Weekend Trip to Nice and Monaco
Nice, the 2nd-largest french city on the Mediterranean coast, is a beautiful port city that serves as a gateway to the rest of the region. The city is famous for it’s picturesque coast that it’s nicknamed Nice la Belle, which means Nice the Beautiful. Through the ages, the town has changed hands many times, with its strategic location contributing to its maritime strength. In more recent times, the natural environment and mild climate have attracted numerous tourists and upper class families for vacations. More famously, the city’s wholesome scenery has appealed to many notable and accomplished painters, such as Henri Matisse and Marc Chagall and their work is commemorated in many of the city’s museums. On this trip, I also spent a day in the city-state of Monaco, which was only 21 kilometers east of the central Nice. So, how did I find my first Mediterranean trip of this semester?

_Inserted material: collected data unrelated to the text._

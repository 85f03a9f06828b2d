//! Path utilities for the Zellij sandbox environment.

use std::path::PathBuf;

/// File name of the preference store inside the data directory.
pub const PREFERENCES_FILE_NAME: &str = "languages.json";

/// Returns the data directory for langorder storage.
///
/// `/host` points to the cwd of the last focused terminal, or the folder
/// Zellij was started from, which is usually the home directory. The real
/// location is then `~/.local/share/zellij/langorder`.
///
/// # Examples
///
/// ```
/// use langorder::infrastructure::get_data_dir;
///
/// let data_dir = get_data_dir();
/// assert_eq!(data_dir.to_str().unwrap(), "/host/.local/share/zellij/langorder");
/// ```
#[must_use]
pub fn get_data_dir() -> PathBuf {
    PathBuf::from("/host/.local/share/zellij").join("langorder")
}

/// Default location of the preference store.
#[must_use]
pub fn preferences_path() -> PathBuf {
    get_data_dir().join(PREFERENCES_FILE_NAME)
}

/// Expands tilde paths to use the `/host` prefix for Zellij sandbox.
///
/// # Examples
///
/// ```
/// use langorder::infrastructure::expand_tilde;
///
/// assert_eq!(expand_tilde("~/prefs.json"), "/host/prefs.json");
/// assert_eq!(expand_tilde("~"), "/host");
/// assert_eq!(expand_tilde("/absolute/path"), "/absolute/path");
/// ```
#[must_use]
pub fn expand_tilde(path: &str) -> String {
    if path.starts_with("~/") {
        path.replacen('~', "/host", 1)
    } else if path == "~" {
        "/host".to_string()
    } else {
        path.to_string()
    }
}
//! Table component renderer.
//!
//! Renders the ordered languages as a CODE / LANGUAGE table with a cursor
//! marker column and full-row selection highlighting.

use crate::ui::helpers::position_cursor;
use crate::ui::theme::Theme;
use crate::ui::viewmodel::DisplayItem;

/// Width of the CODE column, including its trailing gap.
const CODE_WIDTH: usize = 10;

/// Renders the column headers at `row` and returns the next row.
pub fn render_table_headers(row: usize, theme: &Theme) -> usize {
    position_cursor(row, 1);
    print!("{}", Theme::bold());
    print!("{}", Theme::fg(&theme.colors.header_fg));
    print!("  {:<CODE_WIDTH$}{}", "CODE", "LANGUAGE");
    print!("{}", Theme::reset());
    row + 1
}

/// Renders every item starting at `row` and returns the next free row.
pub fn render_table_rows(row: usize, items: &[DisplayItem], theme: &Theme, cols: usize) -> usize {
    let mut current_row = row;
    for item in items {
        current_row = render_table_row(current_row, item, theme, cols);
    }
    current_row
}

/// Renders one language row.
///
/// ```text
/// > en        English            [padding to fill line]
/// ```
///
/// Selected rows are padded to the full width so the selection background
/// spans the line. Code and name are already truncated by the view model.
fn render_table_row(row: usize, item: &DisplayItem, theme: &Theme, cols: usize) -> usize {
    position_cursor(row, 1);

    let base_fg = if item.is_selected {
        print!("{}", Theme::bg(&theme.colors.selection_bg));
        &theme.colors.selection_fg
    } else {
        &theme.colors.text_normal
    };

    if item.is_cursor {
        print!("{}{}", Theme::bold(), Theme::fg(&theme.colors.cursor_fg));
        print!("> ");
        print!("{}", Theme::reset());
        if item.is_selected {
            print!("{}", Theme::bg(&theme.colors.selection_bg));
        }
    } else {
        print!("  ");
    }

    print!("{}", Theme::fg(base_fg));
    print!("{:<CODE_WIDTH$}", item.code);
    print!("{}", item.name);

    let line_len = 2 + item.code.chars().count().max(CODE_WIDTH) + item.name.chars().count();
    print!("{}", " ".repeat(cols.saturating_sub(line_len)));

    print!("{}", Theme::reset());
    row + 1
}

My most favorite part of Nice easily was it’s old town, called Vieille Ville. I was not surprised by this because like I’ve indicated in my previous posts, the parts of towns and cities that have been essentially left alone and kept authentic are usually the areas that I like the most. This old town was very typical in terms of a European design, as it had narrow and winding cobbled streets combined with very old churches, municipality buildings and colorful frescoes. What was really unique about this old town thought was that it had taken inspiration from the entire Mediterranean region. For example, the main church in the old town on the outside had a Spanish-type design on the outside, but on the inside it look like it had just been finished during the Italian Renaissance with the incredible ceiling paintings. As I walked around the old town, I saw more and more of this phenomenon and realized that the main reason why the old town has this particular feel is because of the artists and virtuoso’s from all over the Mediterranean region that at some point have settled in the city. Without them, Nice wouldn’t have the artistic scene that it is known for today. Vieille Ville was also great for going to in the night, as some of the city’s coolest bars and restaurants become packed with tourists and locals alike.
As much as I loved the old town, you of course cannot visit Nice without exploring the Promenade des Anglais and climbing up Castle Hill to get the best views of the coast it is known for. I was blessed with incredible weather that weekend, so everything was perfectly set for me to see and admire. And boy, this area definitely lived up to the hype. A slight breeze rain through the air and the crystal blue sea water gently rocked backed and forth, setting a peaceful and relaxing tone for visitors. Bikers and runners lined the sidewalks trying to take advantage of the pre-summer weather. The buildings and edifices that ran along the coast shined under the bright sunlight and just seemed to illuminate the entire neighborhood. In fact, one of the coolest part of this coastline was the Place Massena, which is the main square of the area and is famed for its Fountain du Soleil (Sun Fountain). My favorite part, however, of the coastline was the Monument aux Morts, a huge granite memorial to fallen French soldiers of 20th century conflicts like WW1 and WW2 It was quite unbelievable how much of the Castle Hill complex it took up, but it was an inspiring reminder of how we must always remember those who paid the ultimate sacrifice to protect our way of life.
The second day of my trip was dedicated to visiting the nearby city-state of Monaco, which is famed for its wealth, exclusivity and equally picturesque sights. My first impression of the city was how even more hilly and steep it was when compared to Nice, but part of it is also due to how the city is actually designed. While I did of course see all the main spots of Monaco, including the Grand Prix finish line, the famous Monte-Carlo casino and the exotic gardens, once again like Nice my favorite part of the city was its old town and how authentic and non-commercialized the local government has kept it. This old town of course had an old church and very beautifully designed municipality buildings, but I fell in love with the cobbled lanes and streets of this old town even more than Nice! I noticed that their was more of an Italian feel, and of course this made sense since Monaco is not too far from the France-Italian border. Another awesome spot was the Prince’s Palace, which had amazing views of Monaco-Ville and where numerous films and TV shows have been shot due to the incredible scenery. I also must say that while there, I saw the greatest collection of super cars I’ve ever seen. Every single luxury car brand you can think of was present, including my personal favorite, Aston Martin. Of course, if you have the wealth to live in Monaco, then owning a few super cars probably isn’t going to hurt your wallet at all. But if you’re a regular person, that might be a different story! I did spoil myself though in one instance thought, as I had did buy an entry ticket to the casino and had a 16-year old Lagavulin single-malt scotch and enjoyed the jaw-dropping decor that has made it one of the most famous casinos in the world.
Overall, this trip was great for its timing and how it was a different change of pace in terms of type of travelling. I hadn’t traveled for almost a month (since my trip to Berlin) because of final exams at CUL, but I also wanted to do a trip where I wouldn’t be pressed to fulfill an guide. It was also cool to see various countries/cities that I have visited before all melt together in one pot and see the wonderful creations of it. I will definitely return to Nice in the future and hopefully I will be able to ingrain myself in it even more.